In a recent paper that was published in Molecular Psychiatry, there was a claim that was made by Stan Skafidas that ‘a simple genetic test could be used to predict autism risk from birth’.
It is believed that the genetic prediction capability that was suggested in this paper would be difficult even for common diseases before thinking about a complex condition like autism.
Many failed to view this statement as presenting a revolution in autism research, and instead, they felt that the paper lacked grounds to make such bold statements and present them as facts.
A year after this paper was published, two new papers have come forward, showing how the previous study only highlights the dangers of poor experimental design and biases from important cofounders. Of course, the original paper sparked controversy in the scientific community.
The Skafidas paper suggests a method that would help to generate a genetic risk score for the autism spectrum disorder that would be based on a small number of SNPs.
The method would aim to analyze data from the autism spectrum case samples to develop, test, and validate a prediction algorithm for the autism spectrum disorder.
The paper suggests that an individual could give a sample to be genotyped and discover whether their children could develop autism. However, this paper is more dangerous than it may seem with its flawed proposed methods and overall design.
Research by professionals in the area has suggested that there is no clear association between autism and the specific set of genetic markers that Skafidas has mentioned in his paper. The results suggested by Skafidas are inconsistent with our current knowledge and understanding in terms of the genetics of autism.
It is believed that there are methodological errors in terms of the findings that have been reported by Skafidas. More specifically, within population stratification. This is when cases and controls average different ancestral origin.
It was a major concern for both of the papers that were published in response. To be able to accurately estimate the relationship between a genetic variant and a disease, an individual would have to ensure that there were no other differences between cases and controls that confound the association. Popular stratification is a great example of this type of confounding.

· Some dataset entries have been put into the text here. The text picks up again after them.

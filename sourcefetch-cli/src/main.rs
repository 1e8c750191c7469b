//! sourcefetch CLI
//!
//! Fetches a Flux source artifact through a temporary port-forward and
//! prints the directory it was extracted into. Logs go to stderr; stdout
//! carries only the staging path.

mod error;
mod fetch;

use std::path::PathBuf;
use std::process::ExitCode;

use clap::{ArgAction, Parser};
use sourcefetch::logging::{init_logging, LoggingConfig};
use tracing::debug;

use crate::error::CliError;
use crate::fetch::FetchArgs;

#[derive(Debug, Parser)]
#[command(name = "sourcefetch")]
#[command(version = sourcefetch::VERSION)]
#[command(about = "Fetch a Flux source artifact through a temporary port-forward")]
struct Cli {
    #[command(flatten)]
    fetch: FetchArgs,

    /// More log output (-v debug, -vv trace)
    #[arg(short, long, action = ArgAction::Count, global = true)]
    verbose: u8,

    /// Only log errors
    #[arg(short, long, global = true)]
    quiet: bool,

    /// Also write logs to this file
    #[arg(long, value_name = "FILE")]
    log_file: Option<PathBuf>,
}

impl Cli {
    fn logging(&self) -> LoggingConfig {
        let config = LoggingConfig::from_verbosity(self.verbose, self.quiet);
        match &self.log_file {
            Some(path) => config.with_log_file(path),
            None => config,
        }
    }
}

fn main() -> ExitCode {
    let cli = Cli::parse();

    let _log_guard = match init_logging(&cli.logging()) {
        Ok(guard) => guard,
        Err(e) => return report(CliError::from(e)),
    };
    debug!(version = sourcefetch::VERSION, "Starting");

    match fetch::run(cli.fetch) {
        Ok(staging_dir) => {
            println!("{}", staging_dir.display());
            ExitCode::SUCCESS
        }
        Err(e) => report(e),
    }
}

fn report(err: CliError) -> ExitCode {
    eprintln!("Error: {}", err);
    ExitCode::from(err.exit_code())
}

#[cfg(test)]
mod tests {
    use super::*;
    use clap::error::ErrorKind;
    use sourcefetch::request::SourceKind;
    use tracing::Level;

    #[test]
    fn test_name_is_required() {
        let err = Cli::try_parse_from(["sourcefetch"]).unwrap_err();
        assert_eq!(err.kind(), ErrorKind::MissingRequiredArgument);
    }

    #[test]
    fn test_minimal_invocation() {
        let cli = Cli::try_parse_from(["sourcefetch", "--name", "demo"]).unwrap();

        assert_eq!(cli.fetch.name, "demo");
        assert_eq!(cli.fetch.source_type, None);
        assert_eq!(cli.fetch.local_port, None);
        assert_eq!(cli.logging().level(), Level::INFO);
    }

    #[test]
    fn test_source_type_parses() {
        let cli = Cli::try_parse_from([
            "sourcefetch",
            "--name",
            "podinfo",
            "--source-type",
            "helmchart",
        ])
        .unwrap();
        assert_eq!(cli.fetch.source_type, Some(SourceKind::HelmChart));
    }

    #[test]
    fn test_unknown_source_type_is_usage_error() {
        let err = Cli::try_parse_from([
            "sourcefetch",
            "--name",
            "demo",
            "--source-type",
            "bucket",
        ])
        .unwrap_err();
        assert_eq!(err.kind(), ErrorKind::ValueValidation);
        assert_eq!(err.exit_code(), 2);
    }

    #[test]
    fn test_all_flags() {
        let cli = Cli::try_parse_from([
            "sourcefetch",
            "--name",
            "demo",
            "--namespace",
            "apps",
            "--revision",
            "v1",
            "--local-port",
            "18080",
            "--service-name",
            "staging",
            "--service-namespace",
            "flux",
            "--service-port",
            "9090",
            "--context",
            "kind-dev",
            "--kubectl",
            "/opt/kubectl",
            "--ready-timeout",
            "30",
            "--timeout",
            "60",
            "--staging-dir",
            "/tmp/stage",
            "--chart-api-version",
            "v1",
            "--config",
            "/etc/sourcefetch.ini",
            "--log-file",
            "/tmp/sourcefetch.log",
            "-vv",
        ])
        .unwrap();

        assert_eq!(cli.fetch.namespace.as_deref(), Some("apps"));
        assert_eq!(cli.fetch.revision.as_deref(), Some("v1"));
        assert_eq!(cli.fetch.local_port, Some(18080));
        assert_eq!(cli.fetch.service_name.as_deref(), Some("staging"));
        assert_eq!(cli.fetch.service_namespace.as_deref(), Some("flux"));
        assert_eq!(cli.fetch.service_port, Some(9090));
        assert_eq!(cli.fetch.context.as_deref(), Some("kind-dev"));
        assert_eq!(cli.fetch.kubectl.as_deref(), Some("/opt/kubectl"));
        assert_eq!(cli.fetch.ready_timeout, Some(30));
        assert_eq!(cli.fetch.timeout, Some(60));
        assert_eq!(cli.fetch.staging_dir, Some(PathBuf::from("/tmp/stage")));
        assert_eq!(cli.fetch.chart_api_version.as_deref(), Some("v1"));
        assert_eq!(cli.fetch.config, Some(PathBuf::from("/etc/sourcefetch.ini")));
        assert_eq!(cli.log_file, Some(PathBuf::from("/tmp/sourcefetch.log")));
        assert_eq!(cli.logging().level(), Level::TRACE);
    }

    #[test]
    fn test_quiet_wins() {
        let cli = Cli::try_parse_from(["sourcefetch", "--name", "demo", "-v", "--quiet"]).unwrap();
        assert_eq!(cli.logging().level(), Level::ERROR);
    }

    #[test]
    fn test_port_must_fit_u16() {
        let err = Cli::try_parse_from(["sourcefetch", "--name", "demo", "--local-port", "70000"])
            .unwrap_err();
        assert_eq!(err.kind(), ErrorKind::ValueValidation);
    }

    #[test]
    fn test_command_is_well_formed() {
        use clap::CommandFactory;
        Cli::command().debug_assert();
    }
}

Skafidas actually studies autism cases from the Autism Genetic Research exchange, and controls from the HapMap3 Northern and Western European reference population.
The cases and controls differ in genetic ancestry, and these are the subjects used for the case study. If you use cases with European ancestry and controls from Northwestern Europe, then Easterns European ancestry is likely to be found in the cases and not the controls.
To summarize, it is believed that the published paper by Skafidas is flooded with many methodological and analytical errors that cannot be overlooked.
These errors interfere with the tests and the ability to produce the intended result of the genetic predator for Autism Spectrum Disorder. The tests suggested cannot be viable with the data provided.